先日より厚労省の検討部会で議論していた医療事故調の案が一応まとまり,法案として提出されることになりそうです。

 18日に開催された検討部会では、診療行為に関連した死亡事例はまず、医療機関が院内で原因究明し、遺族などがその調査結果に納得できない場合、院外に再調査を申請できる仕組みにすることを確認した。ただ、遺族などが医療機関に不信感を持ち、院内での調査を望まないケースでは直接、院外に調査を依頼できる仕組みも選択肢として残した。医療機関は、再発防止につなげるために、調査結果を第三者機関に届け出ることになる。

医療事故調関連法案、臨時国会に提出へ - キャリアブレイン

議論の流れとしては,第三者機関主体の厚労省大綱案に対して医療側の大反対があり,院内調査優先の民主党案が提案されたあとに民主党政権となりしばらく沙汰止みとなっていました(このあいだに議論が進まなかったのが悔やまれます)。

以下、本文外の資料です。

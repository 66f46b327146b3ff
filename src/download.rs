//! PDF download collaborator.
//!
//! Plain HTTP GET against the resolved link with a realistic Chrome
//! user-agent. Filename comes from the `Content-Disposition` header
//! (percent-decoded) when present, otherwise `{ISO-date}_{ISIN}.pdf`.
//! Any non-200 status is a hard failure for that security — the link
//! itself already resolved, so other jurisdictions are not retried.

use chrono::{NaiveDate, Utc};
use percent_encoding::percent_decode_str;
use std::path::{Path, PathBuf};
use std::time::Duration;
use thiserror::Error;

/// Failure modes of a document download.
#[derive(Debug, Error)]
pub enum DownloadError {
    #[error("download returned HTTP {0}")]
    Status(u16),
    #[error("download request failed: {0}")]
    Request(#[from] reqwest::Error),
    #[error("failed to write {path}: {source}")]
    Io {
        path: PathBuf,
        source: std::io::Error,
    },
}

/// Downloads resolved factsheet links to disk.
#[derive(Clone)]
pub struct Downloader {
    client: reqwest::Client,
    download_dir: PathBuf,
}

impl Downloader {
    /// Build a client with a standard Chrome user-agent. A builder failure
    /// propagates — falling back to a default client would silently lose
    /// the user-agent, timeout and redirect cap.
    pub fn new(download_dir: &Path, timeout_ms: u64) -> Result<Self, DownloadError> {
        let ua = "Mozilla/5.0 (Windows NT 10.0; Win64; x64) \
                  AppleWebKit/537.36 (KHTML, like Gecko) \
                  Chrome/131.0.0.0 Safari/537.36";

        let client = reqwest::Client::builder()
            .timeout(Duration::from_millis(timeout_ms))
            .redirect(reqwest::redirect::Policy::limited(5))
            .user_agent(ua)
            .build()?;

        Ok(Self {
            client,
            download_dir: download_dir.to_path_buf(),
        })
    }

    /// Fetch the link and write the bytes under the download directory.
    /// Returns the filename (not the full path) the bytes were written to.
    pub async fn fetch(&self, link: &str, isin: &str) -> Result<String, DownloadError> {
        let response = self.client.get(link).send().await?;
        let status = response.status().as_u16();
        if status != 200 {
            return Err(DownloadError::Status(status));
        }

        let disposition = response
            .headers()
            .get("content-disposition")
            .and_then(|v| v.to_str().ok())
            .map(String::from);

        let filename = derive_filename(
            disposition.as_deref(),
            isin,
            Utc::now().date_naive(),
        );

        let bytes = response.bytes().await?;
        let path = self.download_dir.join(&filename);
        std::fs::write(&path, &bytes).map_err(|source| DownloadError::Io {
            path: path.clone(),
            source,
        })?;

        tracing::info!("downloaded {} ({} bytes)", filename, bytes.len());
        Ok(filename)
    }

    /// Full path of a previously downloaded file.
    pub fn path_of(&self, filename: &str) -> PathBuf {
        self.download_dir.join(filename)
    }
}

/// Derive the output filename for a download.
///
/// With a `Content-Disposition` header carrying a `filename=` parameter,
/// that name is used after percent-decoding. Without one, fall back to
/// `{date}_{isin}.pdf`.
pub fn derive_filename(content_disposition: Option<&str>, isin: &str, today: NaiveDate) -> String {
    if let Some(header) = content_disposition {
        if let Some(raw) = header.split("filename=").nth(1) {
            let trimmed = raw.trim().trim_matches('"');
            if !trimmed.is_empty() {
                return percent_decode_str(trimmed)
                    .decode_utf8_lossy()
                    .into_owned();
            }
        }
    }
    format!("{}_{}.pdf", today.format("%Y-%m-%d"), isin)
}

#[cfg(test)]
mod tests {
    use super::*;
    use wiremock::matchers::{method, path};
    use wiremock::{Mock, MockServer, ResponseTemplate};

    fn date(y: i32, m: u32, d: u32) -> NaiveDate {
        NaiveDate::from_ymd_opt(y, m, d).unwrap()
    }

    #[test]
    fn test_filename_from_content_disposition_is_percent_decoded() {
        let name = derive_filename(
            Some(r#"attachment; filename="Fund%20Report.pdf""#),
            "IE00B4L5Y983",
            date(2024, 1, 1),
        );
        assert_eq!(name, "Fund Report.pdf");
    }

    #[test]
    fn test_filename_fallback_is_date_and_isin() {
        let name = derive_filename(None, "IE00B4L5Y983", date(2024, 1, 1));
        assert_eq!(name, "2024-01-01_IE00B4L5Y983.pdf");
    }

    #[test]
    fn test_filename_unquoted_parameter() {
        let name = derive_filename(
            Some("attachment; filename=report.pdf"),
            "IE00B4L5Y983",
            date(2024, 1, 1),
        );
        assert_eq!(name, "report.pdf");
    }

    #[tokio::test]
    async fn test_fetch_writes_file_with_header_name() {
        let server = MockServer::start().await;
        Mock::given(method("GET"))
            .and(path("/doc.pdf"))
            .respond_with(
                ResponseTemplate::new(200)
                    .insert_header("content-disposition", r#"attachment; filename="Fund%20Report.pdf""#)
                    .set_body_bytes(b"%PDF-1.4 fake".to_vec()),
            )
            .mount(&server)
            .await;

        let dir = tempfile::tempdir().unwrap();
        let downloader = Downloader::new(dir.path(), 5_000).unwrap();
        let filename = downloader
            .fetch(&format!("{}/doc.pdf", server.uri()), "IE00B4L5Y983")
            .await
            .unwrap();

        assert_eq!(filename, "Fund Report.pdf");
        let written = std::fs::read(dir.path().join(&filename)).unwrap();
        assert_eq!(written, b"%PDF-1.4 fake");
    }

    #[tokio::test]
    async fn test_fetch_sends_chrome_user_agent() {
        // The mock only answers requests carrying the Chrome UA, so a
        // client built without it would get a 404 here.
        let server = MockServer::start().await;
        Mock::given(method("GET"))
            .and(path("/ua.pdf"))
            .and(wiremock::matchers::header_regex(
                "user-agent",
                r"^Mozilla/5\.0 .*Chrome/",
            ))
            .respond_with(ResponseTemplate::new(200).set_body_bytes(b"%PDF".to_vec()))
            .mount(&server)
            .await;

        let dir = tempfile::tempdir().unwrap();
        let downloader = Downloader::new(dir.path(), 5_000).unwrap();
        let filename = downloader
            .fetch(&format!("{}/ua.pdf", server.uri()), "IE00B4L5Y983")
            .await
            .unwrap();
        assert!(filename.ends_with("_IE00B4L5Y983.pdf"));
    }

    #[tokio::test]
    async fn test_fetch_non_200_is_hard_failure() {
        let server = MockServer::start().await;
        Mock::given(method("GET"))
            .and(path("/missing.pdf"))
            .respond_with(ResponseTemplate::new(404))
            .mount(&server)
            .await;

        let dir = tempfile::tempdir().unwrap();
        let downloader = Downloader::new(dir.path(), 5_000).unwrap();
        let err = downloader
            .fetch(&format!("{}/missing.pdf", server.uri()), "IE00B4L5Y983")
            .await
            .unwrap_err();

        assert!(matches!(err, DownloadError::Status(404)));
    }
}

その後民主党政権の末期になって再び厚労省内で議論が再開,今回の院内調査と第三者機関の二段構えという方針に至ります。

過去の記事を追うと,第三者機関の立ち位置については最後の最後まで揉めたようです。院内調査が優先するにせよ調査結果をすべて第三者機関に届けるという最終的な着地点は,妥協のようでいて実質的には厚労省大綱案を受け継いだ方針のように思えますが如何でしょうか。

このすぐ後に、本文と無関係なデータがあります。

//! Hand-off boundary between acquisition and download/persistence.
//!
//! The orchestrator only knows that a resolved link plus its security go
//! in and a stored filename comes out. Production wires the HTTP
//! downloader to the SQLite store; tests substitute a recorder.

use crate::download::{DownloadError, Downloader};
use crate::model::Security;
use crate::store::{DocumentStore, StoreError};
use async_trait::async_trait;
use thiserror::Error;

/// Failure delivering one resolved document.
#[derive(Debug, Error)]
pub enum DeliverError {
    /// Non-200 response or transport failure fetching the link. The link
    /// was already resolved, so other jurisdictions are not retried.
    #[error(transparent)]
    Download(#[from] DownloadError),
    /// The document store rejected the record.
    #[error(transparent)]
    Store(#[from] StoreError),
}

/// Consumes resolved links: download the bytes, persist the record.
#[async_trait]
pub trait DocumentSink: Send {
    /// Deliver one resolved document; returns the stored filename.
    async fn deliver(&mut self, link: &str, security: &Security) -> Result<String, DeliverError>;
}

/// Production sink: reqwest download, then a store write on the blocking
/// pool. The write is awaited before returning, so persistence stays
/// strictly ordered with acquisition and at most one write is in flight.
pub struct StoreSink {
    downloader: Downloader,
    store: DocumentStore,
}

impl StoreSink {
    pub fn new(downloader: Downloader, store: DocumentStore) -> Self {
        Self { downloader, store }
    }
}

#[async_trait]
impl DocumentSink for StoreSink {
    async fn deliver(&mut self, link: &str, security: &Security) -> Result<String, DeliverError> {
        let filename = self.downloader.fetch(link, &security.isin).await?;
        let path = self.downloader.path_of(&filename);

        self.store
            .attach_on_worker(
                filename.clone(),
                security.record_ref().to_string(),
                path,
            )
            .await?;

        tracing::info!("stored '{}' for {}", filename, security.isin);
        Ok(filename)
    }
}
//! `factfetch fetch` — run a batch over a sources file.

use crate::config::FetchConfig;
use crate::download::Downloader;
use crate::orchestrator::Orchestrator;
use crate::runlog::RunLog;
use crate::session::chromium::ChromiumSession;
use crate::sink::StoreSink;
use crate::sources::load_securities;
use crate::store::DocumentStore;
use anyhow::{bail, Context, Result};
use std::path::PathBuf;

/// Overrides layered on top of the config file.
pub struct FetchArgs {
    pub sources: PathBuf,
    pub config: Option<PathBuf>,
    pub base_url: Option<String>,
    pub max_retries: Option<u32>,
}

/// Run the fetch command.
pub async fn run(args: FetchArgs) -> Result<()> {
    let mut cfg = match &args.config {
        Some(path) => FetchConfig::load(path)?,
        None => FetchConfig::default(),
    };
    if let Some(url) = args.base_url {
        cfg.base_url = url;
    }
    if let Some(n) = args.max_retries {
        cfg.max_retries = n;
    }
    if cfg.base_url.is_empty() {
        bail!("no base URL configured; pass --base-url or set it in the config file");
    }

    let securities = load_securities(&args.sources)?;
    if securities.is_empty() {
        println!("Sources file is empty, nothing to do.");
        return Ok(());
    }

    std::fs::create_dir_all(&cfg.download_dir).with_context(|| {
        format!(
            "failed to create download dir: {}",
            cfg.download_dir.display()
        )
    })?;

    let store = DocumentStore::open(&cfg.db_path)?;
    let downloader = Downloader::new(&cfg.download_dir, cfg.download_timeout_ms)?;
    let sink = StoreSink::new(downloader, store);
    let log = RunLog::open(&cfg.log_path)?;

    // The one browser session for the whole batch. Failure here is fatal;
    // everything after is per-security.
    let session = ChromiumSession::launch(&cfg).await?;

    let orchestrator = Orchestrator::new(
        Box::new(session),
        Box::new(sink),
        Box::new(log),
        cfg,
    );

    let summary = orchestrator.run(&securities).await?;

    println!();
    println!(
        "Done: {} stored, {} exhausted, {} abandoned ({} total).",
        summary.stored,
        summary.exhausted,
        summary.abandoned,
        summary.total()
    );

    Ok(())
}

検討部会に参加されていた中澤堅次先生は第三者機関に対して否定的な見解を表明されています。

第三者機関に寄せられる期待は、隠蔽・改竄、故意の犯罪などの摘発もありますが、最も大きな期待は、死に関連した医療行為の是非を専門家自身が判定する難しい作業を行うことです。事故の被害者は、悪い結果に医療の失敗を疑い、すべての事例に専門第三者による明確な判断を求めます。また医療側には事故に関するいわれのない訴追や、警察捜査を回避するため、同じ専門第三者にお墨付きを求めるという期待があります。
このように第三者機関設立に寄せる思いは、立場により異なり、求めるものも正反対ということになりますが、第三者に難しい専門的な結論を下してもらうところだけが一致し、大きな流れになってしまっています。しかし、死と医療との現実は変わるわけは無く、双方に不信感が大きくなればなるほど、第三者は深刻で分かりにくい判別を無理に下さなければならないジレンマを抱えることになります。

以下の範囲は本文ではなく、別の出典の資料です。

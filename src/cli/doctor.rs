//! Environment readiness check.

use crate::session::chromium::find_chromium;
use anyhow::Result;

/// Check Chromium availability and working-directory writability.
pub async fn run() -> Result<()> {
    println!("factfetch doctor");
    println!("================");
    println!();

    let os = std::env::consts::OS;
    let arch = std::env::consts::ARCH;
    println!("OS:   {os}");
    println!("Arch: {arch}");
    println!();

    // Chromium
    let chromium_path = find_chromium();
    match &chromium_path {
        Some(path) => println!("[OK] Chromium found: {}", path.display()),
        None => println!(
            "[!!] Chromium NOT found. Install Chrome/Chromium or set FACTFETCH_CHROMIUM_PATH."
        ),
    }

    // Download directory writability
    let cwd = std::env::current_dir()?;
    let probe = cwd.join(".factfetch-doctor-probe");
    match std::fs::write(&probe, b"ok") {
        Ok(()) => {
            let _ = std::fs::remove_file(&probe);
            println!("[OK] Working directory is writable: {}", cwd.display());
        }
        Err(e) => println!("[!!] Working directory not writable: {e}"),
    }

    println!();
    if chromium_path.is_some() {
        println!("Status: READY");
    } else {
        println!("Status: NOT READY");
    }

    Ok(())
}
//! CLI subcommand implementations for the factfetch binary.

pub mod doctor;
pub mod fetch_cmd;
//! Append-only run log.
//!
//! Timestamped text lines for exhaustion and abandonment events — the
//! durable record of which securities yielded nothing, independent of the
//! tracing output.

use anyhow::{Context, Result};
use chrono::Utc;
use std::fs::{File, OpenOptions};
use std::io::Write;
use std::path::Path;

/// Append-only timestamped text sink.
pub struct RunLog {
    file: File,
}

impl RunLog {
    /// Open or create the log file, appending to existing content.
    pub fn open(path: &Path) -> Result<Self> {
        if let Some(parent) = path.parent() {
            if !parent.as_os_str().is_empty() {
                std::fs::create_dir_all(parent)?;
            }
        }

        let file = OpenOptions::new()
            .create(true)
            .append(true)
            .open(path)
            .with_context(|| format!("failed to open run log: {}", path.display()))?;

        Ok(Self { file })
    }

    /// Append one timestamped line.
    pub fn log(&mut self, message: &str) -> Result<()> {
        let timestamp = Utc::now().to_rfc3339();
        writeln!(self.file, "{timestamp} - {message}")?;
        Ok(())
    }
}

/// Sink the orchestrator reports exhaustion/abandonment through, so tests
/// can count events without touching the filesystem.
pub trait EventLog: Send {
    fn log(&mut self, message: &str);
}

impl EventLog for RunLog {
    fn log(&mut self, message: &str) {
        if let Err(e) = RunLog::log(self, message) {
            tracing::warn!("run log write failed: {e}");
        }
    }
}

#[cfg(test)]
mod tests {
    use super::*;

    #[test]
    fn test_appends_timestamped_lines() {
        let dir = tempfile::tempdir().unwrap();
        let path = dir.path().join("run.log");

        {
            let mut log = RunLog::open(&path).unwrap();
            log.log("first").unwrap();
        }
        {
            let mut log = RunLog::open(&path).unwrap();
            log.log("second").unwrap();
        }

        let contents = std::fs::read_to_string(&path).unwrap();
        let lines: Vec<&str> = contents.lines().collect();
        assert_eq!(lines.len(), 2);
        assert!(lines[0].ends_with(" - first"));
        assert!(lines[1].ends_with(" - second"));
        // rfc3339 timestamps start each line
        assert!(lines[0].starts_with("20"));
    }
}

厚生労働省医療事故調査検討部会における二つの流れ - MRIC by 医療ガバナンス学会

多面的な「真実」に判断を下すことの困難さに加えて,そもそも現実に発生する事案に対して適正に審判を行うだけの人員と時間が圧倒的に不足するという実務的な問題も容易に想定されるわけで,患者側にとっても医療側にとっても期待に応えるものにはならないのでは,というのは個人的にはもっともな懸念だと思います。

そう考えると,本来の目的である再発の防止に寄与しないのでは,という大綱案で指摘された問題は本質的に変わっていません。なおかつ調査結果を責任追及に用いることが制限されないとすれば,当事者のあいだで事実を共有し現実と折り合いをつける過程が妨害され,紛争が助長される可能性は大きくなります。このままだと最良でも無用の長物,悪ければ医療現場の崩壊を後押しする法案になるような気がします。まあ法案提出までにまだ一波乱あるのかもしれませんが,それにしてもこんなにあっさり方針が決まってしまうとは,以前の厚労省大綱案に対するあの騒動は一体何だったんだろう…というのが実感です。